La protonotaire a-t-elle commis une erreur dans l’appréciation de la preuve?
A.
Les observations des demandeurs
[121]
Les demandeurs soutiennent que la protonotaire a commis une erreur en admettant et en utilisant l’affidavit et le témoignage de M. Enns, qui comprenaient une grande quantité de ouï‑dire. Les demandeurs soutiennent que l’affidavit de M. Enns ne peut appuyer la conclusion selon laquelle Mme McCready a pris la décision en se fondant sur le DCT, les conseils reçus de vive voix de M. Enns et du directeur régional de l’Ontario et sa connaissance de l’enquête, c.‑à‑d. qu’elle l’aurait prise sans le dossier d’enquête. Les demandeurs soutiennent que M. Enns ne pouvait pas savoir ce que Mme McCready avait en tête à ce moment-là.
[122]
Les demandeurs soutiennent que la protonotaire a commis une erreur de droit en admettant une preuve par ouï-dire sans en analyser la nécessité ou la fiabilité et qu’elle a commis une erreur de fait manifeste et dominante en se fondant sur cette preuve non fiable. Les demandeurs soutiennent que la protonotaire a commis une autre erreur en ne tirant pas une conclusion défavorable de la preuve par ouï-dire suivant le paragraphe 81(2) des Règles.
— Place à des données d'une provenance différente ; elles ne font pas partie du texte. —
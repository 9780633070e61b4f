use crate::error::ExtractError;
use crate::tools::CommandRunner;
use regex::Regex;
use std::path::Path;
use std::sync::{Arc, LazyLock};

/// cropdetect 濾鏡參數：limit=24, round=16, reset=0
const CROPDETECT_FILTER: &str = "cropdetect=24:16:0";

/// 送進 cropdetect 的影格數；新版 ffmpeg 預設會略過前 2 張影格不輸出
const CROPDETECT_FRAMES: u32 = 5;

static CROP_PATTERN: LazyLock<Regex> = LazyLock::new(|| {
    Regex::new(r"crop=\d+:\d+:\d+:\d+").unwrap_or_else(|e| panic!("無效的裁切正規表示式: {e}"))
});

/// 偵測黑邊的外部能力
///
/// 找不到裁切區域時回傳 `Ok(None)`，只有外部工具無法執行時才回傳錯誤
pub trait CropDetector: Send + Sync {
    fn detect_crop(&self, video_path: &Path, timestamp: f64) -> Result<Option<String>, ExtractError>;
}

/// 使用 ffmpeg cropdetect 濾鏡偵測黑邊
pub struct FfmpegCropDetector {
    runner: Arc<dyn CommandRunner>,
}

impl FfmpegCropDetector {
    pub fn new(runner: Arc<dyn CommandRunner>) -> Self {
        Self { runner }
    }

    fn build_args(video_path: &Path, timestamp: f64) -> Vec<String> {
        vec![
            "-hide_banner".to_string(),
            "-nostdin".to_string(),
            "-ss".to_string(),
            format!("{timestamp:.3}"),
            "-i".to_string(),
            video_path.to_string_lossy().to_string(),
            "-vf".to_string(),
            CROPDETECT_FILTER.to_string(),
            "-frames:v".to_string(),
            CROPDETECT_FRAMES.to_string(),
            "-f".to_string(),
            "null".to_string(),
            "-".to_string(),
        ]
    }
}

impl CropDetector for FfmpegCropDetector {
    fn detect_crop(&self, video_path: &Path, timestamp: f64) -> Result<Option<String>, ExtractError> {
        let output = self
            .runner
            .run("ffmpeg", &Self::build_args(video_path, timestamp))
            .map_err(|source| ExtractError::CropDetect {
                path: video_path.to_path_buf(),
                timestamp,
                source,
            })?;

        // cropdetect 輸出在 stderr；結束碼不影響判斷
        Ok(parse_crop_output(&output.stderr))
    }
}

/// 從 cropdetect 輸出中取出最後一個 `crop=w:h:x:y`
///
/// reset=0 時每行都是累積結果，最後一行涵蓋所有送入的影格
fn parse_crop_output(stderr: &str) -> Option<String> {
    CROP_PATTERN
        .find_iter(stderr)
        .last()
        .map(|m| m.as_str().to_string())
}

/// 不做裁切偵測時使用
pub struct NoCropDetector;

impl CropDetector for NoCropDetector {
    fn detect_crop(&self, _video_path: &Path, _timestamp: f64) -> Result<Option<String>, ExtractError> {
        Ok(None)
    }
}
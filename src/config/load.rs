use crate::config::types::{ExtractionConfig, FileTypeTable};
use crate::error::ConfigError;
use anyhow::{Context, Result};

/// 編譯時嵌入的影片副檔名清單（不需要外部檔案）
const FILE_TYPE_TABLE_JSON: &str = include_str!("data/file_type_table.json");

impl FileTypeTable {
    /// 從編譯時嵌入的 JSON 載入檔案類型表
    pub fn embedded() -> Result<Self> {
        serde_json::from_str(FILE_TYPE_TABLE_JSON).context("無法解析嵌入的檔案類型設定")
    }
}

impl ExtractionConfig {
    /// 檢查數值範圍，命令列解析之外的程式呼叫也會經過這裡
    pub fn validate(&self) -> Result<(), ConfigError> {
        if self.frames_per_video == 0 {
            return Err(ConfigError::InvalidValue {
                name: "frames_per_video",
                reason: "必須大於 0".to_string(),
            });
        }
        if self.max_workers == 0 {
            return Err(ConfigError::InvalidValue {
                name: "max_workers",
                reason: "必須大於 0".to_string(),
            });
        }
        if self.command_timeout.is_some_and(|t| t.is_zero()) {
            return Err(ConfigError::InvalidValue {
                name: "command_timeout",
                reason: "必須大於 0 秒".to_string(),
            });
        }
        Ok(())
    }
}
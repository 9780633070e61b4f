pub mod cli;
pub mod component;
pub mod config;
pub mod error;
pub mod init;
pub mod signal;
pub mod tools;
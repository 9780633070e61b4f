use crate::config::FileTypeTable;
use std::path::{Path, PathBuf};
use walkdir::WalkDir;

/// 遞迴掃描目錄下的影片檔案
///
/// 依檔名排序走訪，確保同一個資料夾每次掃描的順序一致
#[must_use]
pub fn scan_video_files(directory: &Path, file_type_table: &FileTypeTable) -> Vec<PathBuf> {
    WalkDir::new(directory)
        .follow_links(false)
        .sort_by_file_name()
        .into_iter()
        .filter_map(std::result::Result::ok)
        .filter(|entry| entry.file_type().is_file())
        .filter(|entry| file_type_table.is_video_file(entry.path()))
        .map(walkdir::DirEntry::into_path)
        .collect()
}
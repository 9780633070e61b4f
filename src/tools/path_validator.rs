use crate::error::ConfigError;
use anyhow::{Context, Result};
use std::fs;
use std::path::{Path, PathBuf};

pub fn validate_directory_exists(path: &Path) -> Result<(), ConfigError> {
    if !path.exists() {
        return Err(ConfigError::InputDirMissing(path.to_path_buf()));
    }
    if !path.is_dir() {
        return Err(ConfigError::InputNotDirectory(path.to_path_buf()));
    }
    Ok(())
}

/// 給 clap 使用的輸入資料夾驗證
pub fn parse_existing_directory(value: &str) -> Result<PathBuf, ConfigError> {
    let path = PathBuf::from(value);
    validate_directory_exists(&path)?;
    Ok(path)
}

pub fn ensure_directory_exists(path: &Path) -> Result<()> {
    if !path.exists() {
        fs::create_dir_all(path)
            .with_context(|| format!("無法建立資料夾: {}", path.display()))?;
    }
    Ok(())
}

/// 資料夾是否已經有任何內容
pub fn is_non_empty_directory(path: &Path) -> Result<bool> {
    let mut entries = fs::read_dir(path)
        .with_context(|| format!("無法讀取資料夾: {}", path.display()))?;
    Ok(entries.next().is_some())
}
Les demandeurs soutiennent que cette erreur mixte de droit et de fait comprend un principe juridique isolable et, par conséquent, qu’il n’y a pas lieu de faire preuve de retenue.
[123]
Les demandeurs soutiennent que la conclusion de la protonotaire selon laquelle il n’y avait aucun motif de mettre en doute la crédibilité de M. Enns ne peut être étayée. Les demandeurs font valoir que M. Enns n’est pas un témoin fiable.
[124]
Les demandeurs font remarquer qu’au cours du contre-interrogatoire, M. Enns s’est à plusieurs reprises montré évasif ou ne se souvenait pas des événements lorsqu’on lui posait la question de savoir s’il avait communiqué avec Mme McCready au cours des trois semaines précédant la préparation de son affidavit, puis qu’il a fait volte-face pour déclarer qu’ils s’étaient rencontrés pour discuter de la préparation de l’affidavit.
[125]
Les demandeurs soutiennent également que le témoignage de M. Enns n’était pas nécessaire, parce que Mme McCready aurait pu fournir directement un meilleur témoignage.
[126]
Les demandeurs ajoutent que M. Enns ne faisait pas partie de la « chaîne de commandement »
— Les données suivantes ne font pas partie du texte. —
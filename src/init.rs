use env_logger::Env;
use log::LevelFilter;

/// 設定全域記錄器，只在程式進入點呼叫一次
///
/// 預設等級為 info，`-v` 為 debug，`-vv` 以上為 trace；`RUST_LOG` 會覆蓋這些設定
pub fn init(verbosity: u8) {
    let level = level_for(verbosity);

    env_logger::Builder::from_env(Env::default().default_filter_or(level.as_str()))
        .format_timestamp_secs()
        .format_target(false)
        .init();
}

const fn level_for(verbosity: u8) -> LevelFilter {
    match verbosity {
        0 => LevelFilter::Info,
        1 => LevelFilter::Debug,
        _ => LevelFilter::Trace,
    }
}
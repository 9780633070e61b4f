use super::extractor::{FrameExtractor, VideoJob, VideoOutcome};
use super::video_selector::select_videos;
use crate::config::{FileTypeTable, VideoSelection};
use crate::tools::{ensure_directory_exists, is_non_empty_directory, scan_video_files};
use anyhow::{Context, Result};
use console::style;
use indicatif::{ProgressBar, ProgressStyle};
use log::{info, warn};
use rand::SeedableRng;
use rand::rngs::StdRng;
use rayon::prelude::*;
use std::path::{Path, PathBuf};
use std::sync::Arc;
use std::sync::atomic::{AtomicBool, Ordering};

/// 批次擷取結果
#[derive(Debug, Clone, Default, PartialEq, Eq)]
pub struct BatchReport {
    pub output_dir: PathBuf,
    /// 輸出資料夾已有內容，整批略過
    pub skipped_existing: bool,
    pub total_videos: usize,
    pub extracted: usize,
    pub too_short: usize,
    pub failed: usize,
    pub cancelled: usize,
    pub frames_written: usize,
}

impl BatchReport {
    fn from_outcomes(output_dir: PathBuf, outcomes: &[VideoOutcome]) -> Self {
        let mut report = Self {
            output_dir,
            total_videos: outcomes.len(),
            ..Self::default()
        };

        for outcome in outcomes {
            match outcome {
                VideoOutcome::Extracted { frames_written, .. } => {
                    report.extracted += 1;
                    report.frames_written += frames_written;
                }
                VideoOutcome::TooShort => report.too_short += 1,
                VideoOutcome::Failed { .. } => report.failed += 1,
                VideoOutcome::Cancelled => report.cancelled += 1,
            }
        }

        report
    }
}

/// 批次影格擷取
///
/// 每個輸入資料夾對應一個輸出資料夾 `{output_root}/{資料夾名稱}`，
/// 資料夾內的影片以固定大小的執行緒池平行處理，單一影片失敗不影響其他影片
pub struct BatchRunner {
    extractor: FrameExtractor,
    file_type_table: FileTypeTable,
    shutdown_signal: Arc<AtomicBool>,
}

impl BatchRunner {
    pub const fn new(
        extractor: FrameExtractor,
        file_type_table: FileTypeTable,
        shutdown_signal: Arc<AtomicBool>,
    ) -> Self {
        Self {
            extractor,
            file_type_table,
            shutdown_signal,
        }
    }

    pub fn run(
        &self,
        input_dir: &Path,
        output_root: &Path,
        selection: &VideoSelection,
    ) -> Result<BatchReport> {
        let name = directory_name(input_dir)?;
        let output_dir = output_root.join(&name);
        ensure_directory_exists(&output_dir)?;

        if is_non_empty_directory(&output_dir)? {
            info!("略過 {name}：輸出資料夾已有內容 {}", output_dir.display());
            return Ok(BatchReport {
                output_dir,
                skipped_existing: true,
                ..BatchReport::default()
            });
        }

        info!("處理資料夾: {name}");

        let videos = scan_video_files(input_dir, &self.file_type_table);
        let found = videos.len();
        let seed = self.extractor.config().seed;
        let selected = select_videos(videos, selection, &mut rng_for(seed, 0));
        info!("找到 {found} 個影片檔案，選取 {} 個", selected.len());

        let jobs: Vec<VideoJob> = selected
            .into_iter()
            .enumerate()
            .map(|(index, source_path)| VideoJob {
                source_path,
                output_dir: output_dir.clone(),
                index,
            })
            .collect();

        let outcomes = self.dispatch(&jobs)?;
        let report = BatchReport::from_outcomes(output_dir, &outcomes);

        info!(
            "批次完成 - 成功: {}, 太短: {}, 失敗: {}, 取消: {}, 影格: {}",
            report.extracted, report.too_short, report.failed, report.cancelled, report.frames_written
        );

        Ok(report)
    }

    /// 以 `max_workers` 個執行緒平行處理，每部影片一個任務
    fn dispatch(&self, jobs: &[VideoJob]) -> Result<Vec<VideoOutcome>> {
        let config = self.extractor.config();
        let pool = rayon::ThreadPoolBuilder::new()
            .num_threads(config.max_workers)
            .thread_name(|i| format!("frame-worker-{i}"))
            .build()
            .context("無法建立工作執行緒池")?;

        let progress_bar = create_progress_bar(jobs.len(), config.show_progress);
        let seed = config.seed;

        let outcomes = pool.install(|| {
            jobs.par_iter()
                .with_max_len(1)
                .map(|job| {
                    // 中斷後不再開始新的影片，進行中的影片會跑完
                    if self.shutdown_signal.load(Ordering::SeqCst) {
                        return VideoOutcome::Cancelled;
                    }

                    let mut rng = rng_for(seed, job.index as u64 + 1);
                    let outcome = self.extractor.extract(job, &mut rng);
                    progress_bar.inc(1);
                    outcome
                })
                .collect::<Vec<_>>()
        });

        progress_bar.finish_and_clear();

        if self.shutdown_signal.load(Ordering::SeqCst) {
            warn!("收到中斷信號，未開始的影片已略過");
        }

        Ok(outcomes)
    }

    pub fn print_summary(&self, report: &BatchReport) {
        println!();
        println!("{}", style("=== 影格擷取摘要 ===").cyan().bold());
        println!("  輸出: {}", report.output_dir.display());

        if report.skipped_existing {
            println!("  {}", style("輸出資料夾已有內容，略過此資料夾").yellow());
            return;
        }

        println!("  總計: {} 個影片", report.total_videos);
        println!("  成功: {} 個", style(report.extracted).green());
        println!("  影格: {} 張", report.frames_written);

        if report.too_short > 0 {
            println!("  太短: {} 個", style(report.too_short).yellow());
        }

        if report.failed > 0 {
            println!("  失敗: {} 個", style(report.failed).red());
        }

        if report.cancelled > 0 {
            println!("  取消: {} 個", style(report.cancelled).yellow());
        }
    }
}

/// 取得輸入資料夾名稱；`.` 之類的相對路徑先轉成絕對路徑
fn directory_name(input_dir: &Path) -> Result<String> {
    if let Some(name) = input_dir.file_name() {
        return Ok(name.to_string_lossy().to_string());
    }

    let absolute = input_dir
        .canonicalize()
        .with_context(|| format!("無法解析資料夾路徑: {}", input_dir.display()))?;
    absolute
        .file_name()
        .map(|name| name.to_string_lossy().to_string())
        .with_context(|| format!("無法取得資料夾名稱: {}", input_dir.display()))
}

/// 有種子時每個 stream 得到固定的亂數序列，否則使用系統亂數
fn rng_for(seed: Option<u64>, stream: u64) -> StdRng {
    seed.map_or_else(StdRng::from_entropy, |seed| {
        StdRng::seed_from_u64(seed.wrapping_add(stream))
    })
}

fn create_progress_bar(len: usize, visible: bool) -> ProgressBar {
    if !visible {
        return ProgressBar::hidden();
    }

    let progress_bar = ProgressBar::new(len as u64);
    if let Ok(progress_style) = ProgressStyle::default_bar()
        .template("{spinner:.green} [{elapsed_precise}] [{bar:40.cyan/blue}] {pos}/{len} ({eta}) {msg}")
    {
        progress_bar.set_style(progress_style.progress_chars("#>-"));
    }
    progress_bar.set_message("擷取影格中...");
    progress_bar
}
dans l’enquête sur l’affaire Volkswagen et laissent entendre qu’il a été présenté comme déposant pour soustraire d’autres membres de la chaîne de commandement au contre-interrogatoire, dont Mme McCready.
B.
Les observations du défendeur
[127]
Le défendeur souligne que le paragraphe 81(1) des Règles prévoit que les affidavits fondés sur ce que croit le déclarant sont admissibles à l’appui d’une requête (autre qu’une requête en jugement sommaire ou en procès sommaire). M. Enns a fourni un témoignage détaillé dans son affidavit, décrivant à la fois sa connaissance personnelle de l’affaire et les renseignements fondés sur sa croyance des faits, pour lesquels il a exposé les motifs de sa croyance.
[128]
Le défendeur soutient que le témoignage de M. Enns a démontré sa connaissance approfondie de l’enquête sur Volkswagen et de la structure d’ECCC. Le fait que M. Enns ne fasse pas officiellement partie de la chaîne de commandement de l’enquête sur Volkswagen n’a aucune incidence sur sa connaissance de l’enquête et ne relègue pas sa preuve au ouï-dire. Le défendeur fait valoir qu’il n’y a aucun problème à ce que M. Enns ait parlé à Mme McCready pendant la préparation de l’affidavit, puisqu’il a indiqué les moments où celle-ci était la source de ses renseignements et qu’elle ne lui a pas indiqué les éléments devant y figurer.
[129]
Le défendeur ajoute que la question de savoir si une conclusion défavorable est justifiée est hautement discrétionnaire et qu’il n’y avait pas d’erreur manifeste et dominante dans la conclusion de la protonotaire selon laquelle aucune conclusion défavorable n’était justifiée. M. Enns a une connaissance approfondie de l’enquête, des documents et du processus ayant conduit à la décision, ce qui rend inutile le témoignage direct de Mme McCready.
C.
La protonotaire n’a pas commis d’erreur en admettant et en utilisant l’affidavit de M. Enns pour déterminer ce qui était en la possession de la décideure
[130]
La protonotaire n’a pas commis d’erreur de droit en admettant l’affidavit qui comprenait une preuve par ouï-dire sans en analyser la nécessité ou la fiabilité, et n’a pas commis d’erreur de fait manifeste et dominante en se fondant sur la preuve.
[131]
L’affidavit de M. Enns est admissible en vertu du paragraphe 81(1) des Règles, qui prévoit ce qui suit :
|
|
[132]
Le paragraphe 81(1) des Règles reflète la règle qui interdit le ouï-dire en exigeant généralement que les affidavits soient fondés sur la connaissance personnelle. Le renvoi aux déclarations fondées sur la croyance du déclarant au paragraphe 81(1) a été reconnu comme étant synonyme de ouï-dire (Cabral c Canada (Citoyenneté et Immigration), 2018 CAF 4, au paragraphe 32, [2018] ACF no 21 (QL)).
[133]
L’interdiction du ouï-dire ne s’applique pas à « une requête – autre qu’une requête en jugement sommaire ou en procès sommaire »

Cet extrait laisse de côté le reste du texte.